In the last three articles dealing with justification by faith alone, we observed that justification is a legal declaration of God in which a person’s sins are forgiven and Christ’s righteousness is imputed to him being received by faith alone. We also noted that justification and true saving faith are demonstrated in a person’s life by the fruits they produce; if a person claims to have saving faith and be justified before God, but has no subsequent works, that claim to faith is spurious.

This article deals with another legal declarative work of God, the doctrine of adoption. The believer’s adoption into God’s family occurs simultaneously with justification. At the same time God declares a sinner not guilty and righteous, he also adopts him into his family. The doctrine of adoption encapsulates the apex of God’s mercy toward those who deserve his judgment and wrath. Instead of pouring out his wrath on those who justly deserve it, God elects them to salvation with the goal of election being their adoption into his family (Eph. 1:4-6), regenerates their hearts, grants them faith and repentance, and justifies and adopts them into his family. The doctrine of adoption is an extraordinary manifestation of God’s mercy and love to his people. Surprisingly, very little has been written on this doctrine throughout church history. Dr. D. James Kennedy comments on this: “Luther had little to say about it and Calvin ignored it almost entirely. The great theologian Jean Alphonse Turretin confused it with the second part of justification wherein man is clothed with righteousness and made righteous in the sight of God. To be made righteous in the sight of the law is entirely different than to be received into the house of the Father. We find the well-known theologian Robert Lewis Dabney followed in the train of Turretin and made the same mistake. Even the great systematic theologian, Charles Hodge, omits it from the paragraph headings of his volumes. However, the Westminster Confession of Faith does contain a brief chapter on adoption” (Truths That Transform, p. 88, 89). Even though this doctrine has often been neglected or ignored, it is a crucial part of the gospel message in the Scriptures and a doctrine of special importance in our current theological climate.


The doctrine of adoption presupposes that we are not naturally a part of God’s family, but must be adopted into that family through an action of God. This biblical teaching strongly opposes the mindset of our culture that assumes everybody is a child of God.

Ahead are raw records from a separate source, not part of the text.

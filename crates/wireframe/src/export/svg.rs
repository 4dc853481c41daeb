//! SVG wireframe previews.
//!
//! Each placed component becomes an outlined, kind-colored rectangle with its
//! label centered inside. Navbars and sidebars are painted first, content on
//! top of them, and modals last over a translucent backdrop that dims the
//! rest of the screen.

use log::{debug, info};
use svg::{self, node::Text as SvgText, node::element as svg_element};

use wireframe_core::{
    color::Color,
    geometry::{Bounds, Size},
    semantic::{Blueprint, ComponentKind, Document, Placeable, Screen},
};

use super::{Error, Exporter};
use crate::config::StyleConfig;

const STROKE_COLOR: &str = "#64748b";
const LABEL_COLOR: &str = "#0f172a";
const BACKDROP_COLOR: &str = "#0f172a";
const BACKDROP_ALPHA: f32 = 0.4;
const FONT_FAMILY: &str = "Arial, sans-serif";
const FONT_SIZE: f32 = 14.0;
const CORNER_RADIUS: f32 = 4.0;

/// Fill color used for components of `kind`.
pub fn fill_color(kind: &ComponentKind) -> &'static str {
    match kind {
        ComponentKind::Navbar => "#cbd5e1",
        ComponentKind::Sidebar => "#e2e8f0",
        ComponentKind::Container => "#f8fafc",
        ComponentKind::DataTable | ComponentKind::List => "#f1f5f9",
        ComponentKind::Form => "#eef2ff",
        ComponentKind::Card => "#ffffff",
        ComponentKind::Chart => "#dcfce7",
        ComponentKind::Input => "#ffffff",
        ComponentKind::Button => "#bfdbfe",
        ComponentKind::Image => "#e5e7eb",
        ComponentKind::Text => "#fafafa",
        ComponentKind::Modal => "#ffffff",
        ComponentKind::Other(_) => "#f3f4f6",
    }
}

/// Builder for [`Svg`] exporters.
///
/// # Examples
///
/// ```text
/// let exporter = SvgBuilder::new(Size::new(1024.0, 768.0), 16.0)
///     .with_style(config.style())
///     .with_screen(Some("dashboard"))
///     .build()?;
/// ```
#[derive(Debug, Clone)]
pub struct SvgBuilder {
    canvas: Size,
    gap: f32,
    style: StyleConfig,
    screen: Option<String>,
}

impl SvgBuilder {
    /// Create a builder for a preview of the given logical canvas.
    pub fn new(canvas: Size, gap: f32) -> Self {
        Self {
            canvas,
            gap,
            style: StyleConfig::default(),
            screen: None,
        }
    }

    pub fn with_style(mut self, style: &StyleConfig) -> Self {
        self.style = style.clone();
        self
    }

    /// Select the blueprint screen to draw, by id or name. Without a
    /// selector the first screen is drawn.
    pub fn with_screen(mut self, screen: Option<&str>) -> Self {
        self.screen = screen.map(str::to_owned);
        self
    }

    /// # Errors
    ///
    /// Returns [`Error::Render`] if a configured color cannot be parsed.
    pub fn build(self) -> Result<Svg, Error> {
        let background = self.style.background_color().map_err(Error::Render)?;
        let backdrop = Color::new(BACKDROP_COLOR)
            .map_err(Error::Render)?
            .with_alpha(BACKDROP_ALPHA);

        Ok(Svg {
            canvas: self.canvas,
            gap: self.gap,
            background,
            backdrop,
            screen: self.screen,
        })
    }
}

/// SVG preview exporter.
#[derive(Debug, Clone)]
pub struct Svg {
    canvas: Size,
    gap: f32,
    background: Option<Color>,
    backdrop: Color,
    screen: Option<String>,
}

impl Svg {
    /// Renders placed items into an SVG document.
    pub fn render_items<T: Placeable>(&self, items: &[T]) -> svg::Document {
        let size = self.document_size(items);

        let doc = svg::Document::new()
            .set("viewBox", format!("0 0 {} {}", size.width(), size.height()))
            .set("width", size.width())
            .set("height", size.height());
        let mut doc = self.add_background(doc, size);

        let (structural, rest): (Vec<&T>, Vec<&T>) =
            items.iter().partition(|item| item.kind().is_structural());
        let (modals, content): (Vec<&T>, Vec<&T>) = rest
            .into_iter()
            .partition(|item| *item.kind() == ComponentKind::Modal);

        for item in structural.into_iter().chain(content) {
            doc = doc.add(self.render_item(item));
        }

        if !modals.is_empty() {
            doc = doc.add(self.render_backdrop(size));
            for modal in modals {
                doc = doc.add(self.render_item(modal));
            }
        }

        doc
    }

    /// The canvas is always as wide as the logical canvas and tall enough to
    /// show the lowest item plus one gap.
    fn document_size<T: Placeable>(&self, items: &[T]) -> Size {
        let content_bottom = items
            .iter()
            .map(Placeable::bounds)
            .reduce(|acc, bounds| acc.merge(&bounds))
            .map_or(0.0, |bounds| bounds.max_y() + self.gap);

        debug!(content_bottom; "Calculated preview height");
        Size::new(
            self.canvas.width(),
            self.canvas.height().max(content_bottom),
        )
    }

    fn add_background(&self, doc: svg::Document, size: Size) -> svg::Document {
        let Some(color) = self.background else {
            return doc;
        };

        let background = svg_element::Rectangle::new()
            .set("x", 0)
            .set("y", 0)
            .set("width", size.width())
            .set("height", size.height())
            .set("fill", color.to_string())
            .set("fill-opacity", color.alpha());
        doc.add(background)
    }

    fn render_backdrop(&self, size: Size) -> svg_element::Rectangle {
        svg_element::Rectangle::new()
            .set("class", "backdrop")
            .set("x", 0)
            .set("y", 0)
            .set("width", size.width())
            .set("height", size.height())
            .set("fill", self.backdrop.to_string())
            .set("fill-opacity", self.backdrop.alpha())
    }

    fn render_item<T: Placeable>(&self, item: &T) -> svg_element::Group {
        let bounds: Bounds = item.bounds();
        let kind = item.kind();

        let rect = svg_element::Rectangle::new()
            .set("x", bounds.min_x())
            .set("y", bounds.min_y())
            .set("width", bounds.width())
            .set("height", bounds.height())
            .set("rx", CORNER_RADIUS)
            .set("fill", fill_color(kind))
            .set("stroke", STROKE_COLOR)
            .set("stroke-width", 1);

        let group = svg_element::Group::new()
            .set("class", format!("component {}", kind.as_str()))
            .add(rect);

        if item.label().is_empty() {
            return group;
        }

        let center = bounds.center();
        let label = svg_element::Text::new("")
            .set("x", center.x())
            .set("y", center.y())
            .set("text-anchor", "middle")
            .set("dominant-baseline", "central")
            .set("font-family", FONT_FAMILY)
            .set("font-size", FONT_SIZE)
            .set("fill", LABEL_COLOR)
            .add(SvgText::new(item.label()));
        group.add(label)
    }

    fn select_screen<'a>(&self, blueprint: &'a Blueprint) -> Result<&'a Screen, Error> {
        match self.screen.as_deref() {
            Some(selector) => blueprint
                .screen(selector)
                .ok_or_else(|| Error::MissingScreen(Some(selector.to_owned()))),
            None => blueprint.screens().first().ok_or(Error::MissingScreen(None)),
        }
    }
}

impl Exporter for Svg {
    fn export_document(&self, document: &Document) -> Result<String, Error> {
        let rendered = match document {
            Document::Shapes(shapes) => self.render_items(shapes),
            Document::ShapeList(list) => self.render_items(list.shapes()),
            Document::Blueprint(blueprint) => {
                let screen = self.select_screen(blueprint)?;
                info!(screen = screen.id(), components_count = screen.components().len();
                    "Rendering blueprint screen");
                self.render_items(screen.components())
            }
        };
        debug!("SVG document rendered");

        Ok(rendered.to_string())
    }
}
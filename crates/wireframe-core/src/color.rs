//! Color handling for wireframe rendering
//!
//! [`Color`] wraps `DynamicColor` from the color crate so configuration
//! strings and exporter palettes share one parsed representation.

use std::{fmt, str::FromStr};

use color::DynamicColor;

/// A parsed CSS color.
#[derive(Clone, Copy, PartialEq, Debug)]
pub struct Color {
    color: DynamicColor,
}

impl Color {
    /// Create a new `Color` from a CSS color string such as `"#ff0000"`,
    /// `"rgb(255, 0, 0)"` or `"red"`.
    ///
    /// # Errors
    ///
    /// Returns a message naming the rejected input when it is not a valid
    /// CSS color.
    ///
    /// # Examples
    ///
    /// ```
    /// use wireframe_core::color::Color;
    ///
    /// let blue = Color::new("#3b82f6").unwrap();
    /// assert!(Color::new("not-a-color").is_err());
    /// ```
    pub fn new(color_str: &str) -> Result<Self, String> {
        DynamicColor::from_str(color_str)
            .map(|color| Self { color })
            .map_err(|err| format!("invalid color `{color_str}`: {err}"))
    }

    /// Returns a copy of this color with the given alpha, between 0.0
    /// (fully transparent) and 1.0 (fully opaque).
    pub fn with_alpha(self, alpha: f32) -> Self {
        Self {
            color: self.color.with_alpha(alpha),
        }
    }

    /// Returns the alpha component of this color.
    pub fn alpha(&self) -> f32 {
        self.color.components[3]
    }
}

impl Default for Color {
    fn default() -> Self {
        Self::new("black").expect("'black' is a valid CSS color")
    }
}

impl fmt::Display for Color {
    fn fmt(&self, f: &mut fmt::Formatter<'_>) -> fmt::Result {
        write!(f, "{}", self.color)
    }
}
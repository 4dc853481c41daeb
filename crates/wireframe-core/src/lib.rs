//! Wireframe Core Types and Definitions
//!
//! This crate provides the foundational types shared by the wireframe layout
//! engine and its tools. It includes:
//!
//! - **Geometry**: Basic geometric types ([`geometry`] module)
//! - **Colors**: Color handling with CSS color support ([`color::Color`])
//! - **Semantic**: Component kinds, shapes, screens and documents ([`semantic`] module)

pub mod color;
pub mod geometry;
pub mod semantic;
//! Wireframe CLI entry point.

use std::process::ExitCode;

use clap::Parser;
use log::{debug, error, info};

use wireframe_cli::{Args, error_adapter};

fn main() -> ExitCode {
    miette::set_panic_hook();

    let args = Args::parse();
    let log_level = args.log_filter();

    env_logger::Builder::from_env(env_logger::Env::default())
        .filter_level(log_level)
        .init();

    info!(log_level:?; "Starting Wireframe");
    debug!(args:?; "Parsed arguments");

    match wireframe_cli::run(&args) {
        Ok(()) => {
            info!("Completed successfully");
            ExitCode::SUCCESS
        }
        Err(err) => {
            error!("{}", error_adapter::render_report(&err));
            ExitCode::FAILURE
        }
    }
}
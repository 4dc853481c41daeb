//! CLI logic for the wireframe layout tool.
//!
//! Reads a JSON document, lays it out and writes either the updated
//! document or an SVG preview.

pub mod error_adapter;

mod args;
mod config;

pub use args::{Args, Format};

use std::fs;

use log::{info, warn};

use wireframe::{WireframeBuilder, WireframeError};

/// Run the wireframe CLI application
///
/// # Arguments
///
/// * `args` - Command-line arguments
///
/// # Errors
///
/// Returns `WireframeError` for:
/// - File I/O errors
/// - Configuration loading errors
/// - Invalid input documents
/// - Unknown blueprint screens
/// - Rendering errors
pub fn run(args: &Args) -> Result<(), WireframeError> {
    info!(
        input_path = args.input,
        output_path = args.output,
        format:? = args.format;
        "Processing document"
    );

    let app_config = config::load_config(args.config.as_ref())?;

    let source = fs::read_to_string(&args.input)?;

    let builder = WireframeBuilder::new(app_config)?;
    let document = builder.parse(&source)?;
    let document = builder.layout(document);

    let output = match args.format {
        Format::Json => {
            if args.screen.is_some() {
                warn!("Screen selection only applies to SVG output, ignoring it");
            }
            builder.render_json(&document)?
        }
        Format::Svg => builder.render_svg(&document, args.screen.as_deref())?,
    };

    fs::write(&args.output, output)?;

    info!(output_file = args.output; "Document exported successfully");

    Ok(())
}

In 19th century theological liberalism, there was an emphasis on man’s response to concepts of deity and religion. The discipline of comparative religion in which the religions and religious practices of various cultures is examined came out of this emphasis. There was attempt to discover the essence or core concepts of religious thought that were common to all religions around the world. Adoph von Harnack, in examining various religious thoughts and practices, coined the phrase that became the mantra of theological liberalism in the 19th century and has continued as a major heretical concept in the 20th century. Harnack said that the essence of religion could be summarized by the phrase, “the universal Fatherhood of God and the universal brotherhood of man.” What philosophers and theologians teach in one century often becomes the worldview or perspective of the average person in the next century. This concept of the universal Fatherhood of God and brotherhood of man is a common idea today and has been the impetus behind the theology of universalism, the idea that everyone is saved in the end.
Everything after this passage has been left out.